6a)            Le demandeur allègue que la défenderesse n'est pas légalement autorisée à imposer et à appliquer la sanction administrative susmentionnée à son encontre étant donné que l'article 7 de la Loi sur les pêches, L.R.C. (1985), ch. F-14, ne l'autorise pas à imposer ces autres sanctions pénales par suite de la violation des conditions de son permis de pêche. Subsidiairement, le demandeur allègue en outre que les mesures prises par la défenderesse constituaient une atteinte à ses droits économiques. Subsidiairement encore, le demandeur allègue que le programme des sanctions administratives visait à lui infliger des peines par suite de la violation des conditions de son permis, soit un but qui ne relève pas des pouvoirs conférés à la défenderesse en vertu de l'article 7 de la Loi sur les pêches. Le demandeur allègue en outre que le programme des sanctions administratives lui déniait des garanties procédurales associées au processus judiciaire, et l'empêchait notamment de plaider des moyens de défense reconnus par la loi, comme la diligence, alors que la Loi sur les pêches permet d'invoquer pareils moyens.

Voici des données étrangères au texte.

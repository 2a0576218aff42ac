//! PC speaker: PIT channel 2 gated onto the speaker through port 0x61.

use crate::io::{inb, outb};
use crate::pit;

const SPEAKER_PORT: u16 = 0x61;
/// Bit 0 gates channel 2, bit 1 connects its output to the speaker.
const SPEAKER_ENABLE: u8 = 0b11;

/// Channel 2, lo/hi bytes, mode 3 (square wave), binary.
const CMD_CH2_SQUARE: u8 = 0xB6;

/// One note of a track. A frequency of zero is a rest.
#[derive(Debug, Clone, Copy, PartialEq, Eq)]
pub struct Note {
    pub frequency: u32,
    pub duration_ms: u32,
}

impl Note {
    pub const fn new(frequency: u32, duration_ms: u32) -> Self {
        Self { frequency, duration_ms }
    }

    pub const fn rest(duration_ms: u32) -> Self {
        Self::new(notes::R, duration_ms)
    }

    pub fn is_rest(&self) -> bool {
        self.frequency == 0
    }
}

/// Equal temperament frequencies, rounded to whole Hz.
pub mod notes {
    pub const R: u32 = 0;

    pub const C4: u32 = 262;
    pub const CS4: u32 = 277;
    pub const D4: u32 = 294;
    pub const DS4: u32 = 311;
    pub const E4: u32 = 330;
    pub const F4: u32 = 349;
    pub const FS4: u32 = 370;
    pub const G4: u32 = 392;
    pub const GS4: u32 = 415;
    pub const A4: u32 = 440;
    pub const AS4: u32 = 466;
    pub const B4: u32 = 494;

    pub const C5: u32 = 523;
    pub const CS5: u32 = 554;
    pub const D5: u32 = 587;
    pub const DS5: u32 = 622;
    pub const E5: u32 = 659;
    pub const F5: u32 = 698;
    pub const FS5: u32 = 740;
    pub const G5: u32 = 784;
    pub const GS5: u32 = 831;
    pub const A5: u32 = 880;
    pub const AS5: u32 = 932;
    pub const B5: u32 = 988;
}

/// Start a square wave at `frequency` Hz. Zero stops the speaker.
pub fn play(frequency: u32) {
    if frequency == 0 {
        stop();
        return;
    }
    let divisor = pit::divisor_for(frequency);
    unsafe {
        outb(pit::CMD, CMD_CH2_SQUARE);
        outb(pit::CH2_DATA, divisor as u8);
        outb(pit::CH2_DATA, (divisor >> 8) as u8);

        let gate = inb(SPEAKER_PORT);
        if gate & SPEAKER_ENABLE != SPEAKER_ENABLE {
            outb(SPEAKER_PORT, gate | SPEAKER_ENABLE);
        }
    }
}

pub fn stop() {
    unsafe {
        outb(SPEAKER_PORT, inb(SPEAKER_PORT) & !SPEAKER_ENABLE);
    }
}

/// Play `frequency` for `duration_ms`, then fall silent. Top level only.
pub fn tone(frequency: u32, duration_ms: u32) {
    play(frequency);
    pit::sleep_interrupt(duration_ms);
    stop();
}

/// Play every note of `track` in order. Rests are silent sleeps. The speaker
/// is off when this returns. Top level only.
pub fn play_song<I>(track: I)
where
    I: IntoIterator<Item = Note>,
{
    for note in track {
        if note.is_rest() {
            stop();
        } else {
            play(note.frequency);
        }
        pit::sleep_interrupt(note.duration_ms);
    }
    stop();
}

#[cfg(test)]
mod test {
    use super::*;

    #[test]
    fn concert_a_divisor() {
        assert_eq!(pit::divisor_for(notes::A4), 2711);
    }

    #[test]
    fn rests_have_no_frequency() {
        assert!(Note::rest(125).is_rest());
        assert!(!Note::new(notes::E5, 125).is_rest());
    }

    #[test]
    fn gate_bits_are_the_low_two() {
        assert_eq!(SPEAKER_ENABLE, 0x03);
        assert_eq!(0xFFu8 & !SPEAKER_ENABLE, 0xFC);
    }
}
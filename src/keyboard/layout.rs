//! Scan-code set 1 translation tables, indexed by the make code (0..128).
//!
//! US is the default. The `layout-no` feature swaps in the Norwegian tables;
//! their letters outside ASCII are code page 437 bytes, which is what the
//! text-mode font draws.

const TABLE_LEN: usize = 128;

pub type Table = [u8; TABLE_LEN];

/// Copy `bytes` into a full-size table, leaving the rest unmapped.
const fn table(bytes: &[u8]) -> Table {
    let mut out = [0; TABLE_LEN];
    let mut i = 0;
    while i < bytes.len() {
        out[i] = bytes[i];
        i += 1;
    }
    out
}

#[cfg(not(feature = "layout-no"))]
mod tables {
    use super::{table, Table};

    pub const NAME: &str = "us";

    pub static NORMAL: Table = table(
        b"\0\x1b1234567890-=\x08\tqwertyuiop[]\n\0asdfghjkl;'`\0\\zxcvbnm,./\0*\0 \0\
          \0\0\0\0\0\0\0\0\0\0\0\0789-456+1230.",
    );

    pub static SHIFTED: Table = table(
        b"\0\x1b!@#$%^&*()_+\x08\tQWERTYUIOP{}\n\0ASDFGHJKL:\"~\0|ZXCVBNM<>?\0*\0 \0\
          \0\0\0\0\0\0\0\0\0\0\0\0789-456+1230.",
    );

    pub const EXTRA_LETTERS: &[u8] = &[];
}

#[cfg(feature = "layout-no")]
mod tables {
    use super::{table, Table};

    pub const NAME: &str = "no";

    pub static NORMAL: Table = table(
        b"\0\x1b1234567890+\\\x08\tqwertyuiop\x86\xf8\n\0asdfghjkl\x94\x91|\0'zxcvbnm,.-\0*\0 \0\
          \0\0\0\0\0\0\0\0\0\0\0\0789-456+1230.\0\0<",
    );

    pub static SHIFTED: Table = table(
        b"\0\x1b!\"#$%&/()=?`\x08\tQWERTYUIOP\x8f^\n\0ASDFGHJKL\x99\x92\x15\0*ZXCVBNM;:_\0*\0 \0\
          \0\0\0\0\0\0\0\0\0\0\0\0789-456+1230.\0\0>",
    );

    /// å, ø, æ in code page 437.
    pub const EXTRA_LETTERS: &[u8] = &[0x86, 0x94, 0x91];
}

pub use tables::NAME;

/// Character for `code` with shift held or not. Zero means unmapped.
pub fn lookup(code: u8, shifted: bool) -> u8 {
    let table = if shifted { &tables::SHIFTED } else { &tables::NORMAL };
    table.get(code as usize).copied().unwrap_or(0)
}

/// Whether caps lock applies to `code`: only letters are affected.
pub fn is_letter(code: u8) -> bool {
    let normal = lookup(code, false);
    normal.is_ascii_lowercase() || tables::EXTRA_LETTERS.contains(&normal)
}

#[cfg(all(test, not(feature = "layout-no")))]
mod test {
    use super::*;

    #[test]
    fn letters_and_digits_land_where_set_one_puts_them() {
        assert_eq!(lookup(0x1E, false), b'a');
        assert_eq!(lookup(0x1E, true), b'A');
        assert_eq!(lookup(0x02, false), b'1');
        assert_eq!(lookup(0x02, true), b'!');
        assert_eq!(lookup(0x1C, false), b'\n');
        assert_eq!(lookup(0x39, false), b' ');
        assert_eq!(lookup(0x47, false), b'7');
        assert_eq!(lookup(0x53, false), b'.');
    }

    #[test]
    fn modifiers_and_out_of_range_are_unmapped() {
        for code in [0x1D, 0x2A, 0x36, 0x38, 0x3A, 0x3B, 0x7F] {
            assert_eq!(lookup(code, false), 0);
        }
        assert_eq!(lookup(0xFF, false), 0);
    }

    #[test]
    fn caps_lock_only_touches_letters() {
        assert!(is_letter(0x1E));
        assert!(is_letter(0x32));
        assert!(!is_letter(0x02));
        assert!(!is_letter(0x1A));
    }
}
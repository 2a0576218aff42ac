//! 16550 UART on COM1, used as the developer log sink.

use crate::io::{inb, outb};
use core::fmt::{self, Write};
use lazy_static::lazy_static;
use spin::Mutex;

pub struct Serial {
    base: u16,
}

impl Serial {
    // https://en.wikibooks.org/wiki/Serial_Programming/8250_UART_Programming

    pub const COM1: u16 = 0x3f8;

    /// Interrupt Enable Register
    const IER: u16 = 1;
    /// Fifo Control Register
    const FCR: u16 = 2;
    /// Line Control Register
    const LCR: u16 = 3;
    /// Modem Control Register
    const MCR: u16 = 4;
    /// Line Status Register
    const LSR: u16 = 5;

    /// Transmitter holding register empty.
    const LSR_THRE: u8 = 1 << 5;

    /// Program the port at `base` for 115200 baud, 8N1, FIFO on, no interrupts.
    pub fn new(base: u16) -> Self {
        unsafe {
            outb(base + Serial::IER, 0);
            // DLAB on, divisor 1 = 115200 baud
            outb(base + Serial::LCR, 1 << 7);
            outb(base, 0x1);
            outb(base + 1, 0);
            // DLAB off, 8 bit words, no parity, one stop bit
            outb(base + Serial::LCR, 0x3);
            // FIFO on, clear both queues, 14 byte threshold
            outb(base + Serial::FCR, 0b1100_0111);
            // DTR, RTS, OUT2
            outb(base + Serial::MCR, 0b1011);
        }
        Serial { base }
    }

    pub fn tx(&self, byte: u8) {
        unsafe {
            while inb(self.base + Serial::LSR) & Serial::LSR_THRE == 0 {
                core::hint::spin_loop();
            }
            outb(self.base, byte);
        }
    }
}

impl Write for Serial {
    fn write_str(&mut self, s: &str) -> fmt::Result {
        for byte in s.bytes() {
            if byte == b'\n' {
                self.tx(b'\r');
            }
            self.tx(byte);
        }
        Ok(())
    }
}

lazy_static! {
    pub static ref COM1: Mutex<Serial> = Mutex::new(Serial::new(Serial::COM1));
}

/// Write to COM1 unless someone already holds it. Used on the panic path,
/// where the holder may be the code that just blew up.
pub fn try_write_fmt(args: fmt::Arguments) -> bool {
    match COM1.try_lock() {
        Some(mut port) => port.write_fmt(args).is_ok(),
        None => false,
    }
}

6b)            Subsidiairement encore, le demandeur allègue qu'aux articles 78 à 79.7 de la Loi sur les pêches, le législateur a prévu une procédure à l'égard de présumées violations commises et qu'il n'a pas autorisé la prise de règlements ou la mise en oeuvre d'un programme permettant l'imposition de peines par des procédures autres que celles qui sont prévues par la Loi sur les pêches, de sorte que les mesures prises par la défenderesse sont ultra vires.

7a)            Le demandeur allègue que par suite de l'atteinte délictuelle à ses intérêts financiers de la part de la défenderesse, il a subi des dommages en raison de la prise perdue, à savoir 5 268 livres de crabe des neiges en l'an 2000, et il sollicite le paiement par la défenderesse de la somme de 13 170 $ représentant la valeur de la prise perdue.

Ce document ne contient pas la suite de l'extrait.